Stored data entries:
..........

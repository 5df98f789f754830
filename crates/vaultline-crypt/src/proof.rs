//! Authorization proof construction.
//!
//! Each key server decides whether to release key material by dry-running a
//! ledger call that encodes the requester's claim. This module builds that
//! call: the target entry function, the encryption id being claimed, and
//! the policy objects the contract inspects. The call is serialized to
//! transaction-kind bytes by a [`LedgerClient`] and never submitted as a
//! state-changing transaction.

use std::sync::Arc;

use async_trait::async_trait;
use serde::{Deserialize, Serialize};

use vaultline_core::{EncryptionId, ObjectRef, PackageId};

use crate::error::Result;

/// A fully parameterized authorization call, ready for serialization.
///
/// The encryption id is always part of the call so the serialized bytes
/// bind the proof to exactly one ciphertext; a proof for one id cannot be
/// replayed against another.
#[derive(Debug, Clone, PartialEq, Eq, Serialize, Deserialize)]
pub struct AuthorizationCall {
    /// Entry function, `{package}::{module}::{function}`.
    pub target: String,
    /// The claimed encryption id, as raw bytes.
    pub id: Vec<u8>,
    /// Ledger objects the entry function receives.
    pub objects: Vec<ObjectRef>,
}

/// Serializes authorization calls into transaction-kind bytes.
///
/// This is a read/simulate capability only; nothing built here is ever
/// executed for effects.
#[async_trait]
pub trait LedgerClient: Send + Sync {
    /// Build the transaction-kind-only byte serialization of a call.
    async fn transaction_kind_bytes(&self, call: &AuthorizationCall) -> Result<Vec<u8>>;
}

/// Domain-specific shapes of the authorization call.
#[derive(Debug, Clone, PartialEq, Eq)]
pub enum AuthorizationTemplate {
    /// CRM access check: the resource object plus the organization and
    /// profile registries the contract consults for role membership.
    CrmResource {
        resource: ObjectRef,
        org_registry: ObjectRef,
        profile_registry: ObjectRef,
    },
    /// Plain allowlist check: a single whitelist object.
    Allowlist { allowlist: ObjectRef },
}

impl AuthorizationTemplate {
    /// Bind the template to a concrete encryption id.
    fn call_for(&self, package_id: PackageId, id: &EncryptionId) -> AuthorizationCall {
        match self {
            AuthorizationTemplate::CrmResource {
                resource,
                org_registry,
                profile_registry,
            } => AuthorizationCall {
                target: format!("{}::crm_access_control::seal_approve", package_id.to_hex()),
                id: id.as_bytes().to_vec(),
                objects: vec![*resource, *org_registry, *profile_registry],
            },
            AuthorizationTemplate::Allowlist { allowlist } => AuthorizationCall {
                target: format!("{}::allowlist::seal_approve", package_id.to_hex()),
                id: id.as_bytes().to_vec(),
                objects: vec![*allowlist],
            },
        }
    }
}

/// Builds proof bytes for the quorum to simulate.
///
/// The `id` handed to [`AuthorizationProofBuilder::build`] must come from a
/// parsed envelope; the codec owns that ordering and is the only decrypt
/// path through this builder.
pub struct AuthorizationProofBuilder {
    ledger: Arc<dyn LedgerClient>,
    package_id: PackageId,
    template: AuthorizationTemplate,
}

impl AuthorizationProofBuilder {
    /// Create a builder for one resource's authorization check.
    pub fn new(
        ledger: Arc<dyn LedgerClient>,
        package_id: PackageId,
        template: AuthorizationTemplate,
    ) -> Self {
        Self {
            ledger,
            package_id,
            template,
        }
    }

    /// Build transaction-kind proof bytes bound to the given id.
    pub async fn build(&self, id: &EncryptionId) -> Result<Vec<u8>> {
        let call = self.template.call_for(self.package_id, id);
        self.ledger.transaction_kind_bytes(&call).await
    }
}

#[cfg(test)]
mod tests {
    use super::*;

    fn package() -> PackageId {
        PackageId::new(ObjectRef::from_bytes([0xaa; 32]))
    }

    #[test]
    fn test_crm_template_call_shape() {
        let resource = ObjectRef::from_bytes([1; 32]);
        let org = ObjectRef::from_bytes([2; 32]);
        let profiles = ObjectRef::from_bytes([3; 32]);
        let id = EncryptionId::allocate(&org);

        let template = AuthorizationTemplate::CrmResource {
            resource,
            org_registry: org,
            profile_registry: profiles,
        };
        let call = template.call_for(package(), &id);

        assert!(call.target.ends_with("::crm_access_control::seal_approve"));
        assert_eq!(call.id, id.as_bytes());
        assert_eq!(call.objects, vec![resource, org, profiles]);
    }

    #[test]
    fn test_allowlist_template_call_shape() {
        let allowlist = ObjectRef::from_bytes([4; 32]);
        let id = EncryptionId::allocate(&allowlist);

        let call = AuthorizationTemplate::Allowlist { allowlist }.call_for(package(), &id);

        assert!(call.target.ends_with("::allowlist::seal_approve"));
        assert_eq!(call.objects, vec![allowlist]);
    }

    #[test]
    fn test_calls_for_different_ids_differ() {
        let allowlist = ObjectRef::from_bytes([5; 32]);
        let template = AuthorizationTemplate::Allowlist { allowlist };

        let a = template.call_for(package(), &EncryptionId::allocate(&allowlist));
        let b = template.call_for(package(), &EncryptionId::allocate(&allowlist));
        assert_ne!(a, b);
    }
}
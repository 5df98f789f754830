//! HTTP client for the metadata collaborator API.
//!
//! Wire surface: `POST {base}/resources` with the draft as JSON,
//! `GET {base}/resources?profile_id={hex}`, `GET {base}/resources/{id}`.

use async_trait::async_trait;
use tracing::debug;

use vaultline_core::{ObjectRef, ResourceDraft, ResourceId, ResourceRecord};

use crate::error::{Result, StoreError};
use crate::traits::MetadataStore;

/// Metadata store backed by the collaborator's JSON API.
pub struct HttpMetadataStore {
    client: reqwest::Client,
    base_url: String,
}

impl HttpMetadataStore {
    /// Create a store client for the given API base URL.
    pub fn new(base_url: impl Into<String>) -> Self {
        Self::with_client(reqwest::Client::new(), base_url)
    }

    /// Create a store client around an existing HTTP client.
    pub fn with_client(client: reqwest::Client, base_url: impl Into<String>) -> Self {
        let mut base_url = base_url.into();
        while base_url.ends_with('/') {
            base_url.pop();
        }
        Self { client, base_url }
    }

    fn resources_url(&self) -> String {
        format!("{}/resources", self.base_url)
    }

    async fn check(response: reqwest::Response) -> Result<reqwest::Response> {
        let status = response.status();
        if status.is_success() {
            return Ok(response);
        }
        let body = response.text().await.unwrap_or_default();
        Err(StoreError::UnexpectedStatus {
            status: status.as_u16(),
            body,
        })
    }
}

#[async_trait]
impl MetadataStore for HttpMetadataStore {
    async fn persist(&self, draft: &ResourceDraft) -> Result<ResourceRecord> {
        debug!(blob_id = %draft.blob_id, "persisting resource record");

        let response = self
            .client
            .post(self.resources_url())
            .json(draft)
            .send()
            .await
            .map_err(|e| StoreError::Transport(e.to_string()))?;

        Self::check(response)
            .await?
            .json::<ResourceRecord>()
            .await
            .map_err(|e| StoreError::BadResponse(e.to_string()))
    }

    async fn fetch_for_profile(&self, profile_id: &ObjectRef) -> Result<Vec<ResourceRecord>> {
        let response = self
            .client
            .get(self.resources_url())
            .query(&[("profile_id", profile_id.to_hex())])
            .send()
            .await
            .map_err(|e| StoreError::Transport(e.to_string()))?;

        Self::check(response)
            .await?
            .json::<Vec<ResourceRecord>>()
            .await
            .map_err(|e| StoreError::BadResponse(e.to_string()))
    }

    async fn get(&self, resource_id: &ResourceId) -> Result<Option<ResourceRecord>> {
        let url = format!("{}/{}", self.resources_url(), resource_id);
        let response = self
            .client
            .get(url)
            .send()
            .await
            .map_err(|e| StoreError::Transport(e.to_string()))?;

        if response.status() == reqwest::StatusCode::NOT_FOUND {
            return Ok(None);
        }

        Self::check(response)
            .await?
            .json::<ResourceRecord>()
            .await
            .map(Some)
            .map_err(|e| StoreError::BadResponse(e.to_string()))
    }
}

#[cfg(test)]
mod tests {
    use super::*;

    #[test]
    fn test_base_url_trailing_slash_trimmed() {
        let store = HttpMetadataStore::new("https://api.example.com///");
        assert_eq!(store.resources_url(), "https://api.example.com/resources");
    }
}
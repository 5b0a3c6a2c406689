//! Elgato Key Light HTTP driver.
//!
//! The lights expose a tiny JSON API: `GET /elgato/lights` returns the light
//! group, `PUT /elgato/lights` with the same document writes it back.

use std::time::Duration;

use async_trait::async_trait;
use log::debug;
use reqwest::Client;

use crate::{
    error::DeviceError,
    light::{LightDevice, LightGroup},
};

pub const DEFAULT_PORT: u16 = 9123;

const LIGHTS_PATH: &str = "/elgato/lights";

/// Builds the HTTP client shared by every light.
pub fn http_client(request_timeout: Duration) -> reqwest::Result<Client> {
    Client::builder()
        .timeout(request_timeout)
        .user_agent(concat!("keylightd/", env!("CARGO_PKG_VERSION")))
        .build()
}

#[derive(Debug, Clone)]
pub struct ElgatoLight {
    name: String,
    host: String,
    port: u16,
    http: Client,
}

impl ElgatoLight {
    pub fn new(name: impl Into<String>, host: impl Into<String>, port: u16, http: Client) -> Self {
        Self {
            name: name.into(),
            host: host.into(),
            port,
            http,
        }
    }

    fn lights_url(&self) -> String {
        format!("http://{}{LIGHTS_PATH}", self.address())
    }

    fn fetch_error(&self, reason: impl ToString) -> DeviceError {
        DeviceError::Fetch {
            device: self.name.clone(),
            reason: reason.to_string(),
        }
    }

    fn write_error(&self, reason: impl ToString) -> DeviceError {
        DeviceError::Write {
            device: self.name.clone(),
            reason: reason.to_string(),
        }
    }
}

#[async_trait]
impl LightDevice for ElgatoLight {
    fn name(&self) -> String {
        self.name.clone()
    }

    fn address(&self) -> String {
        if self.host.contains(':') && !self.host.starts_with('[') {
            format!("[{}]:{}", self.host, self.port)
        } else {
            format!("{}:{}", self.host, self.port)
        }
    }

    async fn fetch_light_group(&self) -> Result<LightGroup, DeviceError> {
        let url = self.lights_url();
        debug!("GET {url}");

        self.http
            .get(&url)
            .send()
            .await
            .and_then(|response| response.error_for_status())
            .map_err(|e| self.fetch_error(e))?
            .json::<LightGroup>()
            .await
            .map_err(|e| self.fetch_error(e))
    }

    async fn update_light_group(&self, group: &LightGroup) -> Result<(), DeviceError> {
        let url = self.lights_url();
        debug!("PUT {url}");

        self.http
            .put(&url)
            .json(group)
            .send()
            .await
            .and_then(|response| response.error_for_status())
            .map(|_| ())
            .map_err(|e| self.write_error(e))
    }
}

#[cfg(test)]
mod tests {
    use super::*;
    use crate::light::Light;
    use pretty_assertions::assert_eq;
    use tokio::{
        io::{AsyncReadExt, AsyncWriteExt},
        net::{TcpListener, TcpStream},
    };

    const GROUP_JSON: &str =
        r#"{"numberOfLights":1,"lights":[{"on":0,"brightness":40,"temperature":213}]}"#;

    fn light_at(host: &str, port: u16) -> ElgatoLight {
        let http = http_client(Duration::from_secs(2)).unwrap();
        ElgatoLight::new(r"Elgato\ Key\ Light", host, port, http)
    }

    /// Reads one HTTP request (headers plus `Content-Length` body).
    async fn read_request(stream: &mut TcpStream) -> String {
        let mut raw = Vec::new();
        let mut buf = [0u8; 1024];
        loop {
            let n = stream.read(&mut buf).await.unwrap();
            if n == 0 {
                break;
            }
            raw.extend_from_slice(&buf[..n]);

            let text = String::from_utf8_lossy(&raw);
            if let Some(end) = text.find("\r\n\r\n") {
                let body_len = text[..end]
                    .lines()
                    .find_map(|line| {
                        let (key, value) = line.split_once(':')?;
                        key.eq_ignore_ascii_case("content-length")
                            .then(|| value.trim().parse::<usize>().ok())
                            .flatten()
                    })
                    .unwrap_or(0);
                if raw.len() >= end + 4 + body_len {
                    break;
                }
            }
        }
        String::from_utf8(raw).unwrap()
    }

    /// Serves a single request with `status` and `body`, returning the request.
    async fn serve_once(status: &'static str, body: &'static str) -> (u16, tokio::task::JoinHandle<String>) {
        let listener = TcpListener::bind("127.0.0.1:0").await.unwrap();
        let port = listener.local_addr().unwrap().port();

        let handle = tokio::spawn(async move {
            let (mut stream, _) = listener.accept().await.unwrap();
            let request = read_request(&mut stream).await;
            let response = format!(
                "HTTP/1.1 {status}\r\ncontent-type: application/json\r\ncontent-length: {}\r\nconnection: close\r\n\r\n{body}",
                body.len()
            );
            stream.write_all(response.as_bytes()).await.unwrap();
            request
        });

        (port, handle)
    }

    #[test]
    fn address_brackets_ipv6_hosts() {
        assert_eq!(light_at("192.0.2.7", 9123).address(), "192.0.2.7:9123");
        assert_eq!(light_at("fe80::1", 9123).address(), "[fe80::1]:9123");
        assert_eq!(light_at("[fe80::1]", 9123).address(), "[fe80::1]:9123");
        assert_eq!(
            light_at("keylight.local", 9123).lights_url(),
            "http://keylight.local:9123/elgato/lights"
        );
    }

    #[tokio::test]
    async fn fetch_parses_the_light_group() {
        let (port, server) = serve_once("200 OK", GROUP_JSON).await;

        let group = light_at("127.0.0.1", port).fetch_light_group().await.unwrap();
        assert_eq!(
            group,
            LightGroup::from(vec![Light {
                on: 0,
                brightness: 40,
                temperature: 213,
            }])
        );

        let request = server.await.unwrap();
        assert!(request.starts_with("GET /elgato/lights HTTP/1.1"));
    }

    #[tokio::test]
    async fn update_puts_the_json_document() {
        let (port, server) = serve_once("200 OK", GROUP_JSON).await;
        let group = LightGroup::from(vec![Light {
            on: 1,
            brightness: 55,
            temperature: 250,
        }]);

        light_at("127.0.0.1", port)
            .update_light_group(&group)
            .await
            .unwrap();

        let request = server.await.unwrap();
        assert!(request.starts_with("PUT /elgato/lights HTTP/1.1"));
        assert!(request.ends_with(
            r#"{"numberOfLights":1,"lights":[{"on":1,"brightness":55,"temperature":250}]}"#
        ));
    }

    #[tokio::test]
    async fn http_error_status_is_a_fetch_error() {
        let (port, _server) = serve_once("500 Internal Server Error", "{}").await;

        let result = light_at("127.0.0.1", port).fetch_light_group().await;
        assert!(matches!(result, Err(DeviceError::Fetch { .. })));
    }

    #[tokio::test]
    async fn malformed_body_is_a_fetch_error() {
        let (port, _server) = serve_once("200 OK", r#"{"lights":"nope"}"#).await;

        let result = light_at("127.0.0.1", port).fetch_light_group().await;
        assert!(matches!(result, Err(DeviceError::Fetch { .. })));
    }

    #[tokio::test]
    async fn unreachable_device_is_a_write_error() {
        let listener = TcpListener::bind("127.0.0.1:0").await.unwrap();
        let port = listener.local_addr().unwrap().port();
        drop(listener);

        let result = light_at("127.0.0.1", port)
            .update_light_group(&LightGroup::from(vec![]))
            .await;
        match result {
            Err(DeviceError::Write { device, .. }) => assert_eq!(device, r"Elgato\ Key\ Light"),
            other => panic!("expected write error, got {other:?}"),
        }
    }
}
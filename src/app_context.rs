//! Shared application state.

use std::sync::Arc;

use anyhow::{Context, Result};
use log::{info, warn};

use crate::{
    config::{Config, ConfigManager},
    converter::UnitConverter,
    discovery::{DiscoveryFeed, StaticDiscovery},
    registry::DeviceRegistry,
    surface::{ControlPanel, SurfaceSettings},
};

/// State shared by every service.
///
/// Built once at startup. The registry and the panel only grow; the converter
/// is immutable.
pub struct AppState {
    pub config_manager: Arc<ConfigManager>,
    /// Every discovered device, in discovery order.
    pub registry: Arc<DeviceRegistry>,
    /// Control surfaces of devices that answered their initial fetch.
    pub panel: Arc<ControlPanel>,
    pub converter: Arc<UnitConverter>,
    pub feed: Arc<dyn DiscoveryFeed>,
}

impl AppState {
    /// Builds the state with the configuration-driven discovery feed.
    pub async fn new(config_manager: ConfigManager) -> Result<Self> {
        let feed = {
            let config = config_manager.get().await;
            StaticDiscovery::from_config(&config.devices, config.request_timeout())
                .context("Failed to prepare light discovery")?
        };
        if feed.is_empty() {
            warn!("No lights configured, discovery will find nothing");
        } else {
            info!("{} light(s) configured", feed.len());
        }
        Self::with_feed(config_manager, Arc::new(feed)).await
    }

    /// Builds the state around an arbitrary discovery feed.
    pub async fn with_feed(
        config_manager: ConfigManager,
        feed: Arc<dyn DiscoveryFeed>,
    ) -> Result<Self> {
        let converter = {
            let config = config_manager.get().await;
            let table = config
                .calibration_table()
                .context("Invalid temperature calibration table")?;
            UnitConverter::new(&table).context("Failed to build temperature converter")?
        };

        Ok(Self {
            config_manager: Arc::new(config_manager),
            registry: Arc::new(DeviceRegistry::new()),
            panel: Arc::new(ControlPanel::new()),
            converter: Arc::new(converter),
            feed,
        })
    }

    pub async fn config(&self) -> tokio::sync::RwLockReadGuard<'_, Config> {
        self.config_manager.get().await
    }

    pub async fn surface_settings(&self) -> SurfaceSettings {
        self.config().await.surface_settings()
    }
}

..........

Search the records above for the string "application". Report each line that has it.

                "HTTP/1.1 {status}\r\ncontent-type: application/json\r\ncontent-length: {}\r\nconnection: close\r\n\r\n{body}",
//! Shared application state.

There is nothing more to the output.